Problem: In the data below, find the line that contains "(palette.svg and palette.png)" and the line that contains "the generated icons". Copy both, plus every line between them, exactly.
(Beginning of Supplied material)
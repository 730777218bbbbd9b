pub mod completions;
pub mod icons;
pub mod init;
pub mod manifest;
pub mod palette;

use std::path::PathBuf;

use clap::{Args, Parser, Subcommand};

use crate::discovery::{discover, load_config, Config};
use crate::error::Result;

/// iconset - Themed icon set and Qt resource generator
#[derive(Parser, Debug)]
#[command(name = "iconset")]
#[command(version, about, long_about = None)]
pub struct Cli {
    /// Print per-file progress
    #[arg(long, short, global = true)]
    pub verbose: bool,

    #[command(subcommand)]
    pub command: Commands,
}

#[derive(Subcommand, Debug)]
pub enum Commands {
    /// Render the palette swatch (palette.svg and palette.png)
    GeneratePaletteImage(palette::PaletteImageArgs),

    /// Render every template in every state and size, then check the stylesheet
    GenerateIconSet(icons::IconSetArgs),

    /// Write the Qt resource file listing the generated icons
    GenerateManifest(manifest::ManifestArgs),

    /// Initialize a project (generates iconset.yaml)
    Init(init::InitArgs),

    /// Generate shell completions
    Completions(completions::CompletionsArgs),
}

/// Where to find the project configuration.
#[derive(Args, Debug, Clone)]
pub struct ProjectArgs {
    /// Project root (default: current directory)
    #[arg(long, default_value = ".")]
    pub root: PathBuf,

    /// Explicit config file; paths in it resolve against its directory
    #[arg(long)]
    pub config: Option<PathBuf>,
}

impl ProjectArgs {
    pub fn load(&self) -> Result<Config> {
        let project = match &self.config {
            Some(path) => load_config(path)?,
            None => discover(&self.root)?,
        };
        Ok(project.config)
    }
}
//! Benchmarks for the iconset pipeline.

use std::fs;
use std::path::PathBuf;

use criterion::{black_box, criterion_group, criterion_main, Criterion};

use iconset::validation::DEFAULT_PATTERN;
use iconset::{
    colorize, expand, AssetPipeline, Colour, MatchMode, Palette, Rasterizer, ReferenceExtractor,
    SizeSpec, StateColours, SvgRasterizer,
};

fn fixtures_dir() -> PathBuf {
    PathBuf::from(env!("CARGO_MANIFEST_DIR"))
        .join("tests")
        .join("fixtures")
}

fn load_fixture(name: &str) -> String {
    fs::read_to_string(fixtures_dir().join(name)).unwrap()
}

// -- Templating benchmarks --

fn bench_templating(c: &mut Criterion) {
    let mut group = c.benchmark_group("templating");

    let source = load_fixture("svg/checkbox_checked.svg");
    let colours = StateColours::resolve(&Palette::dark()).unwrap();
    let colour = Colour::rgb(0x14, 0x8c, 0xd2);

    group.bench_function("colorize", |b| {
        b.iter(|| colorize(black_box(&source), black_box(colour)))
    });

    group.bench_function("expand", |b| {
        b.iter(|| expand(black_box("checkbox_checked.svg"), &colours).unwrap())
    });

    group.finish();
}

// -- Reference benchmarks --

fn bench_references(c: &mut Criterion) {
    let mut group = c.benchmark_group("references");

    let stylesheet = load_fixture("_styles.scss").repeat(200);
    let first = ReferenceExtractor::new(DEFAULT_PATTERN, MatchMode::FirstPerLine).unwrap();
    let all = ReferenceExtractor::new(DEFAULT_PATTERN, MatchMode::All).unwrap();

    group.bench_function("extract_first_per_line", |b| {
        b.iter(|| first.extract(black_box(&stylesheet)))
    });

    group.bench_function("extract_all", |b| {
        b.iter(|| all.extract(black_box(&stylesheet)))
    });

    group.finish();
}

// -- Rendering benchmarks --

fn bench_rendering(c: &mut Criterion) {
    let mut group = c.benchmark_group("rendering");

    let source = load_fixture("svg/arrow_down.svg");
    let rasterizer = SvgRasterizer::new();

    group.bench_function("rasterize_32", |b| {
        b.iter(|| rasterizer.rasterize(black_box(&source), 32, 32).unwrap())
    });

    group.bench_function("rasterize_64", |b| {
        b.iter(|| rasterizer.rasterize(black_box(&source), 64, 64).unwrap())
    });

    let palette = Palette::dark();
    let dir = tempfile::tempdir().unwrap();
    let pipeline = AssetPipeline::new(fixtures_dir().join("svg"), dir.path().join("rc"), &palette)
        .with_blacklist(["base_palette"])
        .with_sizes(vec![SizeSpec::new(32, ".png")]);

    group.sample_size(20);
    group.bench_function("pipeline_base_size", |b| {
        b.iter(|| pipeline.run(&rasterizer).unwrap())
    });

    group.finish();
}

criterion_group!(benches, bench_templating, bench_references, bench_rendering);
criterion_main!(benches);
(End of Supplied material)
Answer to this problem:
    /// Render the palette swatch (palette.svg and palette.png)
    GeneratePaletteImage(palette::PaletteImageArgs),

    /// Render every template in every state and size, then check the stylesheet
    GenerateIconSet(icons::IconSetArgs),

    /// Write the Qt resource file listing the generated icons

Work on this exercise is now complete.